1) How do I stop the footprint from actually submitting? I just edited the Search term, but it's still doing submissions. Basically I want a footprint that only parses results. (See pastebin http://pastebin.com/2QCXqFxL)
2) I am reviewing the Google International, and see it has 2500 results. [1281/2129] - Is it possible that the SE has this many results? I thought it was limited to 1000 only for Google.
Maybe you can help me structure my next test. I want to measure the overlap between keywords and SE parse results.
So if you have
"a blue widget"
"b blue widget"
"c blue widget"
You are likely to get an overlap in SE results. (Obviously these are very very similar so will be high), but I want to measure the overlap in Search terms and thus remove keywords that are too similar before we waste resources parsing them only to reject them as already parsed.
@Ozz - That gives an error. "No search terms defined and no fixed URL"
It seems the first one you provided is working. Looks like it's all sorted. Now for some macros, to sort data, and some research to solve the keyword overlap issue. :-)
Is this possible: To have a total of 1545 Google.com results?
Google SE results parsed for a single keyword?
What I have done, is taken "090/093 [Page 001]" and removed first 090, taken the next 093 and placed into total results column, and then done this for each Page and totaled it all.
I just thought Google only has 1000 results per keyword?
how many results you get with 'search online for url'? save to file and scan the file. the only reason that comes in mind for me is that the google links (to google image, video, ....) are saved but those should be blocked by the SE script.
1) i don't know exactly how to do it with notepad++. maybe its doable with regex commands and wildcards??
sometimes i do such things with excel (or openoffice calc in my case). i copy/paste all lines to excel and when i'm ask how to import them i make sure to seperate each row with a SPACE or "[" or "]". once they are imported i delete the first rows and copy/paste all lines back to your editor.
2) for that you need the TextFX plugin have installed.
@ozz - the reason for stripping this out, is so that I can then remove duplicate lines, since the timestamp is unique, but adds no value for my tests. Basically, I'm trying to get the filesize down from 50mb, so I can import into excel and do all the delimiter functions you speak of.

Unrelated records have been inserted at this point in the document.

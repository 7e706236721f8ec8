//! Cache Store Module
//!
//! Synchronous cache engine behind [`super::MemoryCache`]: LRU-bounded map
//! with per-entry TTL and prefix invalidation.

use std::num::NonZeroUsize;
use std::time::Duration;

use lru::LruCache;

use crate::cache::{CacheEntry, CacheStats, MAX_KEY_LENGTH, MAX_VALUE_SIZE};
use crate::error::CacheError;

use super::entry::current_timestamp_ms;

// == Cache Store ==
/// Main cache storage with LRU eviction and TTL support.
#[derive(Debug)]
pub struct CacheStore {
    /// Key-value storage, least recently used first out
    entries: LruCache<String, CacheEntry>,
    /// Performance statistics
    stats: CacheStats,
}

impl CacheStore {
    // == Constructor ==
    /// Creates a store holding at most `max_entries` (minimum 1).
    pub fn new(max_entries: usize) -> Self {
        let capacity = NonZeroUsize::new(max_entries).unwrap_or(NonZeroUsize::MIN);
        Self {
            entries: LruCache::new(capacity),
            stats: CacheStats::new(),
        }
    }

    // == Set ==
    /// Stores a value, replacing any previous entry for the key.
    ///
    /// At capacity, the least recently used entry is evicted first.
    pub fn set(&mut self, key: String, value: String, ttl: Duration) -> Result<(), CacheError> {
        if key.len() > MAX_KEY_LENGTH {
            return Err(CacheError::InvalidEntry(format!(
                "Key exceeds maximum length of {} bytes",
                MAX_KEY_LENGTH
            )));
        }

        if value.len() > MAX_VALUE_SIZE {
            return Err(CacheError::InvalidEntry(format!(
                "Value exceeds maximum size of {} bytes",
                MAX_VALUE_SIZE
            )));
        }

        let is_overwrite = self.entries.contains(&key);
        if !is_overwrite
            && self.entries.len() >= self.entries.cap().get()
            && self.entries.pop_lru().is_some()
        {
            self.stats.record_eviction();
        }

        self.entries.put(key, CacheEntry::new(value, ttl));
        self.stats.set_total_entries(self.entries.len());

        Ok(())
    }

    // == Get ==
    /// Returns the live value for `key`.
    ///
    /// Expired entries are dropped on access and counted as misses.
    pub fn get(&mut self, key: &str) -> Option<String> {
        let expired = match self.entries.peek(key) {
            Some(entry) => entry.is_expired(),
            None => {
                self.stats.record_miss();
                return None;
            }
        };

        if expired {
            self.entries.pop(key);
            self.stats.record_expirations(1);
            self.stats.record_miss();
            self.stats.set_total_entries(self.entries.len());
            return None;
        }

        self.stats.record_hit();
        self.entries.get(key).map(|entry| entry.value.clone())
    }

    // == Delete ==
    /// Removes one entry. Returns whether it existed.
    pub fn delete(&mut self, key: &str) -> bool {
        let removed = self.entries.pop(key).is_some();
        if removed {
            self.stats.record_removals(1);
            self.stats.set_total_entries(self.entries.len());
        }
        removed
    }

    // == Delete By Prefix ==
    /// Removes every entry whose key starts with `prefix`, expired or not.
    ///
    /// Returns the number of entries removed.
    pub fn delete_by_prefix(&mut self, prefix: &str) -> usize {
        let doomed: Vec<String> = self
            .entries
            .iter()
            .filter(|(key, _)| key.starts_with(prefix))
            .map(|(key, _)| key.clone())
            .collect();

        for key in &doomed {
            self.entries.pop(key);
        }

        self.stats.record_removals(doomed.len());
        self.stats.set_total_entries(self.entries.len());
        doomed.len()
    }

    // == Cleanup Expired ==
    /// Removes all expired entries. Returns the number removed.
    pub fn cleanup_expired(&mut self) -> usize {
        let now = current_timestamp_ms();
        let expired: Vec<String> = self
            .entries
            .iter()
            .filter(|(_, entry)| entry.is_expired_at(now))
            .map(|(key, _)| key.clone())
            .collect();

        for key in &expired {
            self.entries.pop(key);
        }

        self.stats.record_expirations(expired.len());
        self.stats.set_total_entries(self.entries.len());
        expired.len()
    }

    /// Returns current cache statistics.
    pub fn stats(&self) -> CacheStats {
        let mut stats = self.stats.clone();
        stats.set_total_entries(self.entries.len());
        stats
    }

    pub fn len(&self) -> usize {
        self.entries.len()
    }

    pub fn is_empty(&self) -> bool {
        self.entries.is_empty()
    }
}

Basically, I need to remove all duplicates and get filesize down...
to delete duplicates..go to 'text FX tool' .. check 'sort ascending' and 'sort output only unique lines' .. now go and select your text and then go text FX tool=>'sort line case sensitive at colomn'
this will sort all your lines case sensitive and will delte any duplicate lines
Can anyone explain, why in Excel when I import the data, the excel file is 3mb, but in .txt format it's over 30mb? Why are .txt files so inefficient???
+1 for global googler for putting all this time into testing all this.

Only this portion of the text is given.